==== DATA RECORDS ====

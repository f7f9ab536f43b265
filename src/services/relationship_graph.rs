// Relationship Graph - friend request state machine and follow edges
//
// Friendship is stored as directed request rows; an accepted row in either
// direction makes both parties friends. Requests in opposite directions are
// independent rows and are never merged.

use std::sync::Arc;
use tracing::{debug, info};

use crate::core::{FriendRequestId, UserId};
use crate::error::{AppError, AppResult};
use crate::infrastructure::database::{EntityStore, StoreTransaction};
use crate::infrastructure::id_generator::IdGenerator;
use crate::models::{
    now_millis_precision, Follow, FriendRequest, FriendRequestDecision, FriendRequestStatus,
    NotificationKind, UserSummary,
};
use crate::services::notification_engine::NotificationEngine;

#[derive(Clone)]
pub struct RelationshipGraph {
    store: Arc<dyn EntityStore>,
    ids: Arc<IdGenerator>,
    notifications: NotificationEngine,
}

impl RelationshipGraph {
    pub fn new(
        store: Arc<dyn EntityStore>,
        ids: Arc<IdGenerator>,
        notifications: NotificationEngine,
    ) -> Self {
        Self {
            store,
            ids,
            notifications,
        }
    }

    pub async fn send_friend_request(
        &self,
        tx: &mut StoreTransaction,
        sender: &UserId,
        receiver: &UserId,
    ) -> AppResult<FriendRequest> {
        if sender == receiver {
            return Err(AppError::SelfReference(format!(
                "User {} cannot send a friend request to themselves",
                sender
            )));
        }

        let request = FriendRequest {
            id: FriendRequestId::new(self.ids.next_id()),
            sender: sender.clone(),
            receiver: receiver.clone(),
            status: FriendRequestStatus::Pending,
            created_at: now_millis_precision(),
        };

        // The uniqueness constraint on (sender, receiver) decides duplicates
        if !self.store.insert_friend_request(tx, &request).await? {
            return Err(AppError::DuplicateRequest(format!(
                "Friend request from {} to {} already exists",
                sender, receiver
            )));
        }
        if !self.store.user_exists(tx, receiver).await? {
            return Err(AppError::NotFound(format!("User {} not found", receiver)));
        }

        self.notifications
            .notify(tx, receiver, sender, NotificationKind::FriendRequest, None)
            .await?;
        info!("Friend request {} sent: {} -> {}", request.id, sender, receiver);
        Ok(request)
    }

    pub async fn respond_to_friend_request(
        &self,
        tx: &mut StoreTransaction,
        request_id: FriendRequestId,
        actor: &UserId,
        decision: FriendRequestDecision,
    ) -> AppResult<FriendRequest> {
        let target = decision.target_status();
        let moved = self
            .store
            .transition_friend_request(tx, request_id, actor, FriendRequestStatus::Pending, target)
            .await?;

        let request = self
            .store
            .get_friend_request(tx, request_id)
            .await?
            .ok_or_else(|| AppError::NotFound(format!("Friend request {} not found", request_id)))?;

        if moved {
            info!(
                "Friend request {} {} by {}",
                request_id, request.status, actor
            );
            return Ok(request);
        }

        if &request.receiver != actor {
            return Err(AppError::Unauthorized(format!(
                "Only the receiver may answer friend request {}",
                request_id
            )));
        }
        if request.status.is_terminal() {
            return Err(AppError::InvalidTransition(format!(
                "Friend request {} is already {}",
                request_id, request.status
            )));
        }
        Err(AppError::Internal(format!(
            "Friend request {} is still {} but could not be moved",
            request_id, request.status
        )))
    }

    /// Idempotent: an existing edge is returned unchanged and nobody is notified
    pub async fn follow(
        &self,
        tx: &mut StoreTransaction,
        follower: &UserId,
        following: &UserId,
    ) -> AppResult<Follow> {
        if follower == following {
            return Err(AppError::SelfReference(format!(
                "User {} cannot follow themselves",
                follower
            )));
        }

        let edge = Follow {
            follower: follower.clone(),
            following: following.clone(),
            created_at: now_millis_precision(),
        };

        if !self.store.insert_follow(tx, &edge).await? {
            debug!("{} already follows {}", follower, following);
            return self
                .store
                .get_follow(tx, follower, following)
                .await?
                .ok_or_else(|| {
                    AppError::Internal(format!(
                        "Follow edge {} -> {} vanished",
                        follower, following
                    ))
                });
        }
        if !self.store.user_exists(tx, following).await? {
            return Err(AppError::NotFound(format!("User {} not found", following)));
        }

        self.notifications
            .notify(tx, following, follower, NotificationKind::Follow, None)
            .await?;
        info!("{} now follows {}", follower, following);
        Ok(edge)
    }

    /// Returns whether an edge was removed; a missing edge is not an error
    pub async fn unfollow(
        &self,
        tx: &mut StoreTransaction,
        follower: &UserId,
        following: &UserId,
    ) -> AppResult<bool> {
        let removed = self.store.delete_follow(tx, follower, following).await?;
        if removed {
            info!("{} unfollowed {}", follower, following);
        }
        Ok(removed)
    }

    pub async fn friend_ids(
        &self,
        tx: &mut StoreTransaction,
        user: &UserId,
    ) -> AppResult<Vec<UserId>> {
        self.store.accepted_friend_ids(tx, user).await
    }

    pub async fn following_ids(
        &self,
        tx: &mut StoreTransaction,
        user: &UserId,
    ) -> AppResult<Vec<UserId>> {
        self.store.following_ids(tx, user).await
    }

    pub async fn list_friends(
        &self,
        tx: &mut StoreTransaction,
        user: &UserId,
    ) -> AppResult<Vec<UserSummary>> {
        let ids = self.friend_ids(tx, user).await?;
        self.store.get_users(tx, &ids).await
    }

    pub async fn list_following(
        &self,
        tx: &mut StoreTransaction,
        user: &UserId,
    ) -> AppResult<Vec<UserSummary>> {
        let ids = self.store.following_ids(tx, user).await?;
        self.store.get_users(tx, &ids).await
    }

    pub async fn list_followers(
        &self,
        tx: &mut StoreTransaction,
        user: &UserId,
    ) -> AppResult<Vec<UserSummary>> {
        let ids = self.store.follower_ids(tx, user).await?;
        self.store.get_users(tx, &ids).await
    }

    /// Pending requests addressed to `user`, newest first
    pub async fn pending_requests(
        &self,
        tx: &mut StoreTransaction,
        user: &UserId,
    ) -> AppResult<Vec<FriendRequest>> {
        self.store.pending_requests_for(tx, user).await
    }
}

====

_EXERCISE PROMPT:_ Produce an exact copy of the whole listing.

_FINISHED EXERCISE:_
repository f7f9ab536f43b265
filename src/services/relationship_graph.rs
// Relationship Graph - friend request state machine and follow edges
//
// Friendship is stored as directed request rows; an accepted row in either
// direction makes both parties friends. Requests in opposite directions are
// independent rows and are never merged.

use std::sync::Arc;
use tracing::{debug, info};

use crate::core::{FriendRequestId, UserId};
use crate::error::{AppError, AppResult};
use crate::infrastructure::database::{EntityStore, StoreTransaction};
use crate::infrastructure::id_generator::IdGenerator;
use crate::models::{
    now_millis_precision, Follow, FriendRequest, FriendRequestDecision, FriendRequestStatus,
    NotificationKind, UserSummary,
};
use crate::services::notification_engine::NotificationEngine;

#[derive(Clone)]
pub struct RelationshipGraph {
    store: Arc<dyn EntityStore>,
    ids: Arc<IdGenerator>,
    notifications: NotificationEngine,
}

impl RelationshipGraph {
    pub fn new(
        store: Arc<dyn EntityStore>,
        ids: Arc<IdGenerator>,
        notifications: NotificationEngine,
    ) -> Self {
        Self {
            store,
            ids,
            notifications,
        }
    }

    pub async fn send_friend_request(
        &self,
        tx: &mut StoreTransaction,
        sender: &UserId,
        receiver: &UserId,
    ) -> AppResult<FriendRequest> {
        if sender == receiver {
            return Err(AppError::SelfReference(format!(
                "User {} cannot send a friend request to themselves",
                sender
            )));
        }

        let request = FriendRequest {
            id: FriendRequestId::new(self.ids.next_id()),
            sender: sender.clone(),
            receiver: receiver.clone(),
            status: FriendRequestStatus::Pending,
            created_at: now_millis_precision(),
        };

        // The uniqueness constraint on (sender, receiver) decides duplicates
        if !self.store.insert_friend_request(tx, &request).await? {
            return Err(AppError::DuplicateRequest(format!(
                "Friend request from {} to {} already exists",
                sender, receiver
            )));
        }
        if !self.store.user_exists(tx, receiver).await? {
            return Err(AppError::NotFound(format!("User {} not found", receiver)));
        }

        self.notifications
            .notify(tx, receiver, sender, NotificationKind::FriendRequest, None)
            .await?;
        info!("Friend request {} sent: {} -> {}", request.id, sender, receiver);
        Ok(request)
    }

    pub async fn respond_to_friend_request(
        &self,
        tx: &mut StoreTransaction,
        request_id: FriendRequestId,
        actor: &UserId,
        decision: FriendRequestDecision,
    ) -> AppResult<FriendRequest> {
        let target = decision.target_status();
        let moved = self
            .store
            .transition_friend_request(tx, request_id, actor, FriendRequestStatus::Pending, target)
            .await?;

        let request = self
            .store
            .get_friend_request(tx, request_id)
            .await?
            .ok_or_else(|| AppError::NotFound(format!("Friend request {} not found", request_id)))?;

        if moved {
            info!(
                "Friend request {} {} by {}",
                request_id, request.status, actor
            );
            return Ok(request);
        }

        if &request.receiver != actor {
            return Err(AppError::Unauthorized(format!(
                "Only the receiver may answer friend request {}",
                request_id
            )));
        }
        if request.status.is_terminal() {
            return Err(AppError::InvalidTransition(format!(
                "Friend request {} is already {}",
                request_id, request.status
            )));
        }
        Err(AppError::Internal(format!(
            "Friend request {} is still {} but could not be moved",
            request_id, request.status
        )))
    }

    /// Idempotent: an existing edge is returned unchanged and nobody is notified
    pub async fn follow(
        &self,
        tx: &mut StoreTransaction,
        follower: &UserId,
        following: &UserId,
    ) -> AppResult<Follow> {
        if follower == following {
            return Err(AppError::SelfReference(format!(
                "User {} cannot follow themselves",
                follower
            )));
        }

        let edge = Follow {
            follower: follower.clone(),
            following: following.clone(),
            created_at: now_millis_precision(),
        };

        if !self.store.insert_follow(tx, &edge).await? {
            debug!("{} already follows {}", follower, following);
            return self
                .store
                .get_follow(tx, follower, following)
                .await?
                .ok_or_else(|| {
                    AppError::Internal(format!(
                        "Follow edge {} -> {} vanished",
                        follower, following
                    ))
                });
        }
        if !self.store.user_exists(tx, following).await? {
            return Err(AppError::NotFound(format!("User {} not found", following)));
        }

        self.notifications
            .notify(tx, following, follower, NotificationKind::Follow, None)
            .await?;
        info!("{} now follows {}", follower, following);
        Ok(edge)
    }

    /// Returns whether an edge was removed; a missing edge is not an error
    pub async fn unfollow(
        &self,
        tx: &mut StoreTransaction,
        follower: &UserId,
        following: &UserId,
    ) -> AppResult<bool> {
        let removed = self.store.delete_follow(tx, follower, following).await?;
        if removed {
            info!("{} unfollowed {}", follower, following);
        }
        Ok(removed)
    }

    pub async fn friend_ids(
        &self,
        tx: &mut StoreTransaction,
        user: &UserId,
    ) -> AppResult<Vec<UserId>> {
        self.store.accepted_friend_ids(tx, user).await
    }

    pub async fn following_ids(
        &self,
        tx: &mut StoreTransaction,
        user: &UserId,
    ) -> AppResult<Vec<UserId>> {
        self.store.following_ids(tx, user).await
    }

    pub async fn list_friends(
        &self,
        tx: &mut StoreTransaction,
        user: &UserId,
    ) -> AppResult<Vec<UserSummary>> {
        let ids = self.friend_ids(tx, user).await?;
        self.store.get_users(tx, &ids).await
    }

    pub async fn list_following(
        &self,
        tx: &mut StoreTransaction,
        user: &UserId,
    ) -> AppResult<Vec<UserSummary>> {
        let ids = self.store.following_ids(tx, user).await?;
        self.store.get_users(tx, &ids).await
    }

    pub async fn list_followers(
        &self,
        tx: &mut StoreTransaction,
        user: &UserId,
    ) -> AppResult<Vec<UserSummary>> {
        let ids = self.store.follower_ids(tx, user).await?;
        self.store.get_users(tx, &ids).await
    }

    /// Pending requests addressed to `user`, newest first
    pub async fn pending_requests(
        &self,
        tx: &mut StoreTransaction,
        user: &UserId,
    ) -> AppResult<Vec<FriendRequest>> {
        self.store.pending_requests_for(tx, user).await
    }
}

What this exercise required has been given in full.